Pairing-free Group-level Knowledge Distillation for Robust Gastrointestinal Lesion Classification in White-Light Endoscopy

White-Light Imaging (WLI) is the standard for endoscopic cancer screening, but Narrow-Band Imaging (NBI) offers superior diagnostic details. A key challenge is transferring knowledge from NBI to enhance WLI-only models, yet existing methods are critically hampered by their reliance on paired NBI-WLI images of the same lesion, a costly and often impractical requirement that leaves vast amounts of clinical data untapped. In this paper, we break this paradigm by introducing PaGKD, a novel Pairing-free Group-level Knowledge Distillation framework that that enables effective cross-modal learning using unpaired WLI and NBI data. Instead of forcing alignment between individual, often semantically mismatched image instances, PaGKD operates at the group level to distill more complete and compatible knowledge across modalities. Central to PaGKD are two complementary modules: (1) Group-level Prototype Distillation (GKD-Pro) distills compact group representations by extracting modality-invariant semantic prototypes via shared lesion-aware queries; (2) Group-level Dense Distillation (GKD-Den) performs dense cross-modal alignment by guiding group-aware attention with activation-derived relation maps. Together, these modules enforce global semantic consistency and local structural coherence without requiring image-level correspondence. Extensive experiments on four clinical datasets demonstrate that PaGKD consistently and significantly outperforms state-of-the-art methods, achieving relative AUC improvements of 3.3%, 1.1%, 2.8%, and 3.2%, respectively, establishing a new direction for cross-modal learning from unpaired data.

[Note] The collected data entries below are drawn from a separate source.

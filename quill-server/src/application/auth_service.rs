use argon2::{
    Algorithm, Argon2, Params, Version,
    password_hash::{
        Error as PasswordHashError, PasswordHash, PasswordHasher, PasswordVerifier, SaltString,
        rand_core::OsRng,
    },
};

use tracing::{info, warn};

use crate::data::user_repository::UserRepository;
use crate::domain::error::DomainError;
use crate::domain::user::{AdminCredentials, LoginRequest, User};
use crate::infrastructure::jwt::JwtService;

#[derive(Debug, Clone)]
pub(crate) struct AuthResult {
    pub(crate) user: User,
    pub(crate) access_token: String,
}

pub(crate) struct AuthService<R: UserRepository> {
    repo: R,
    jwt: JwtService,
}

impl<R: UserRepository> AuthService<R> {
    const DUMMY_PASSWORD_HASH: &'static str = "$argon2id$v=19$m=19456,t=2,p=1$MDEyMzQ1Njc4OWFiY2RlZg$gwN6hT1sNdk9kI95f7n2Gl3fL0qRmBf2Ffkj2r90/0M";

    pub(crate) fn new(repo: R, jwt: JwtService) -> Self {
        Self { repo, jwt }
    }

    /// Hashes the configured admin password and creates or refreshes the
    /// admin row. Runs once at startup.
    pub(crate) async fn bootstrap_admin(
        &self,
        credentials: &AdminCredentials,
    ) -> Result<User, DomainError> {
        let password_hash = self.hash_password(&credentials.password)?;
        let user = self
            .repo
            .upsert_user(&credentials.username, &password_hash)
            .await?;

        info!(user_id = user.id, username = %user.username, "admin user ready");
        Ok(user)
    }

    pub(crate) async fn login(&self, req: LoginRequest) -> Result<AuthResult, DomainError> {
        let req = req.validate()?;
        let user_creds = match self.repo.find_by_username(&req.username).await? {
            Some(user_creds) => user_creds,
            None => {
                // equal argon2 work whether or not the user exists
                match self.verify_password(&req.password, Self::DUMMY_PASSWORD_HASH) {
                    Ok(()) | Err(DomainError::InvalidCredentials) => {}
                    Err(err) => return Err(err),
                }
                return Err(DomainError::InvalidCredentials);
            }
        };

        if let Err(err) = self.verify_password(&req.password, &user_creds.password_hash) {
            warn!(username = %user_creds.user.username, "login rejected");
            return Err(err);
        }

        let access_token = self
            .jwt
            .generate_token(user_creds.user.id, &user_creds.user.username)
            .map_err(|err| DomainError::Unexpected(err.to_string()))?;

        Ok(AuthResult {
            user: user_creds.user,
            access_token,
        })
    }

    pub(crate) fn hash_password(&self, raw_password: &str) -> Result<String, DomainError> {
        let salt = SaltString::generate(&mut OsRng);
        let password_hash = Self::argon2()?
            .hash_password(raw_password.as_bytes(), &salt)
            .map_err(|err| DomainError::Unexpected(err.to_string()))?;
        Ok(password_hash.to_string())
    }

    pub(crate) fn verify_password(
        &self,
        raw_password: &str,
        password_hash: &str,
    ) -> Result<(), DomainError> {
        let parsed_hash = PasswordHash::new(password_hash)
            .map_err(|err| DomainError::Unexpected(err.to_string()))?;
        Self::argon2()?
            .verify_password(raw_password.as_bytes(), &parsed_hash)
            .map_err(|err| match err {
                PasswordHashError::Password => DomainError::InvalidCredentials,
                _ => DomainError::Unexpected(err.to_string()),
            })?;

        Ok(())
    }

    fn argon2() -> Result<Argon2<'static>, DomainError> {
        let params = Params::new(19 * 1024, 2, 1, None)
            .map_err(|err| DomainError::Unexpected(err.to_string()))?;
        Ok(Argon2::new(Algorithm::Argon2id, Version::V0x13, params))
    }
}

翻译：白光成像（WLI）是内镜癌症筛查的标准技术，但窄带成像（NBI）能提供更优的诊断细节。一个关键挑战在于如何将NBI的知识迁移至仅使用WLI的模型以提升其性能，然而现有方法严重受限于其对同一病灶的成对NBI-WLI图像的依赖，这一要求成本高昂且通常不切实际，导致大量临床数据未被利用。本文打破这一范式，提出了PaGKD，一种新颖的免配对组级知识蒸馏框架，能够利用非配对的WLI和NBI数据进行有效的跨模态学习。PaGKD不强制在个体图像实例（通常存在语义失配）之间进行对齐，而是在组级别进行操作，以蒸馏出更完整且兼容的跨模态知识。PaGKD的核心是两个互补模块：（1）组级原型蒸馏（GKD-Pro）通过共享的病灶感知查询提取模态不变的语义原型，从而蒸馏出紧凑的组表示；（2）组级密集蒸馏（GKD-Den）通过利用激活导出的关系图引导组感知注意力，执行密集的跨模态对齐。这些模块共同作用，在无需图像级对应关系的情况下，强制执行全局语义一致性和局部结构连贯性。在四个临床数据集上的大量实验表明，PaGKD始终显著优于现有最先进方法，相对AUC分别提升了3.3%、1.1%、2.8%和3.2%，为非配对数据的跨模态学习确立了新方向。